- CD cover art of "THE IDOLM@STER LIVE THE@TER DREAMERS 01 Dreaming!" featuring idols from Million Live! from left to right: Shizuka, Mirai, and Tsubasa.

アイドルマスター ミリオンライブ！ (Aidorumasutā Mirion Raibu!)
- Genre: Idol
- Created by: Bandai Namco Entertainment
- Developer: Bandai Namco Studios
- Publisher: Bandai Namco Entertainment
- Genre: Simulation, Social network game
- Platform: GREE (iOS, Android, PC)
- Released: JP: February 27, 2013;

The Idolmaster Million Live!
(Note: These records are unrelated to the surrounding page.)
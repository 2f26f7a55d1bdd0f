use std::{
    collections::VecDeque,
    sync::{Arc, Mutex},
    thread::{self, JoinHandle},
};

use log::info;

use crate::{
    bar::Bar, bartender::Bartender, catalog_reader::Catalog, drink::Drink, errors::BarError,
    ingredient::Ingredient, recipe::Recipe,
};

/// Orquesta a los bartenders: reparte las recetas del catalogo y junta los tragos servidos.
pub struct CocktailBar {
    bar: Arc<Mutex<Bar>>,
    recipes: Vec<Recipe>,
    n_bartenders: usize,
}

impl CocktailBar {
    pub fn new(catalog: Catalog, n_bartenders: usize) -> Result<CocktailBar, BarError> {
        Ok(CocktailBar {
            bar: Arc::new(Mutex::new(Bar::new(catalog.ingredients)?)),
            recipes: catalog.recipes,
            n_bartenders: n_bartenders.max(1),
        })
    }

    /// Prepares every recipe and returns the drinks in menu order.
    pub fn serve(&self) -> Result<Vec<Drink>, BarError> {
        let queue: VecDeque<(usize, Recipe)> =
            self.recipes.iter().cloned().enumerate().collect();
        let queue = Arc::new(Mutex::new(queue));

        let bartender_threads: Vec<JoinHandle<Result<Vec<(usize, Drink)>, BarError>>> =
            (0..self.n_bartenders)
            .map(|id| {
                let bartender = Bartender::new(id, queue.clone(), self.bar.clone());
                thread::spawn(move || bartender.handle_recipes())
            })
            .collect();

        let mut served = Vec::with_capacity(self.recipes.len());
        for (id, bartender) in bartender_threads.into_iter().enumerate() {
            let drinks = bartender
                .join()
                .map_err(|_| BarError::BartenderPanicked(id))??;
            served.extend(drinks);
        }
        served.sort_by_key(|(position, _)| *position);
        info!("[BAR] Served {} drinks", served.len());

        Ok(served.into_iter().map(|(_, drink)| drink).collect())
    }

    /// Snapshot of the inventory with its consumption stats.
    pub fn ingredients(&self) -> Result<Vec<Ingredient>, BarError> {
        Ok(self.bar.lock()?.ingredients().to_vec())
    }
}

#[cfg(test)]
mod tests {
    use super::*;

    fn catalog() -> Catalog {
        Catalog {
            ingredients: vec![
                Ingredient::new("Vodka", 0.4),
                Ingredient::new("Cointreau", 0.4),
                Ingredient::new("Lime Juice", 0.0),
                Ingredient::new("Cranberry Juice", 0.0),
            ],
            recipes: vec![
                Recipe::new(
                    "Cosmopolitan",
                    "Shake",
                    vec![
                        ("Vodka", 1.0),
                        ("Cointreau", 0.5),
                        ("Lime Juice", 0.5),
                        ("Cranberry Juice", 1.0),
                    ],
                ),
                Recipe::new("Vodka Cranberry", "Stir", vec![("Vodka", 1.0), ("Cranberry Juice", 3.0)]),
                Recipe::new("Tequila Shot", "", vec![("Tequila", 1.0)]),
            ],
        }
    }

    #[test]
    fn should_serve_drinks_in_menu_order() {
        let cocktail_bar = CocktailBar::new(catalog(), 3).unwrap();
        let drinks = cocktail_bar.serve().unwrap();

        let names: Vec<&str> = drinks.iter().map(|d| d.name.as_str()).collect();
        assert_eq!(vec!["Cosmopolitan", "Vodka Cranberry", "Tequila Shot"], names);
        assert_eq!(3.0, drinks[0].volume_oz);
        assert_eq!(0.2, drinks[0].alcohol_contents);
        assert_eq!(4, drinks[0].recipe.len());
        assert_eq!(0.1, drinks[1].alcohol_contents);
        assert_eq!(0.0, drinks[2].volume_oz);
        assert_eq!(0.0, drinks[2].alcohol_contents);
    }

    #[test]
    fn should_record_consumption_of_every_bartender() {
        let cocktail_bar = CocktailBar::new(catalog(), 2).unwrap();
        cocktail_bar.serve().unwrap();
        let ingredients = cocktail_bar.ingredients().unwrap();

        assert_eq!("Vodka", ingredients[0].name);
        assert_eq!(2.0, ingredients[0].consumption_oz);
        assert_eq!(2, ingredients[0].use_frequency);
        assert_eq!(4.0, ingredients[3].consumption_oz);
        assert_eq!(2, ingredients[3].use_frequency);
    }

    #[test]
    fn should_keep_counters_consistent_with_many_bartenders() {
        let recipes = (0..200)
            .map(|i| Recipe::new(&format!("Shot {}", i), "", vec![("Vodka", 0.5)]))
            .collect();
        let cocktail_bar = CocktailBar::new(
            Catalog {
                ingredients: vec![Ingredient::new("Vodka", 0.4)],
                recipes,
            },
            8,
        )
        .unwrap();

        assert_eq!(200, cocktail_bar.serve().unwrap().len());
        let vodka = &cocktail_bar.ingredients().unwrap()[0];
        assert_eq!(100.0, vodka.consumption_oz);
        assert_eq!(200, vodka.use_frequency);
    }

    #[test]
    fn should_use_at_least_one_bartender() {
        let cocktail_bar = CocktailBar::new(catalog(), 0).unwrap();
        assert_eq!(3, cocktail_bar.serve().unwrap().len());
    }

    #[test]
    fn should_reject_an_invalid_catalog() {
        let mut catalog = catalog();
        catalog.ingredients.push(Ingredient::new("Vodka", 0.5));
        assert_eq!(
            BarError::DuplicateIngredient("Vodka".to_string()),
            CocktailBar::new(catalog, 1).err().unwrap()
        );
    }
}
Theater Days
- Developer: Bandai Namco Studios
- Publisher: Bandai Namco Entertainment
- Genre: Simulation, Rhythm Game, Social network game
- Platform: iOS, Android
- Released: JP: June 29, 2017;
- Directed by: Shinya Watada
- Produced by: Koichiro Tomita; Yuka Takei;
- Written by: Yōichi Katō
- Music by: Torine
- Studio: Shirogumi
- Licensed by: Crunchyroll
- Original network: TV Tokyo
- Original run: October 8, 2023 – December 24, 2023
- Episodes: 12 + OVA

= The Idolmaster Million Live! =

Multimedia idol series by Bandai Namco

The Idolmaster Million Live (アイドルマスター ミリオンライブ！, Aidorumasutā Mirion Raibu!) is a Japanese multimedia spin-off series of The Idolmaster, starting with the game of the same name. The series follows a new group of idols working alongside the idols of 765 Production with a producer at the 765 Live Theater.

The original game is a Japanese idol raising simulation video game developed and managed by Bandai Namco Entertainment released on the GREE social network platform February 27, 2013, for Android and iOS platforms and for feature phones. A rhythm game titled Idolmaster Million Live! Theater Days was released on June 29, 2017. The original game ended service on March 18, 2018, leaving Theater Days as the main game centered on Million Live. An anime television series adaptation by Shirogumi aired in October 2023.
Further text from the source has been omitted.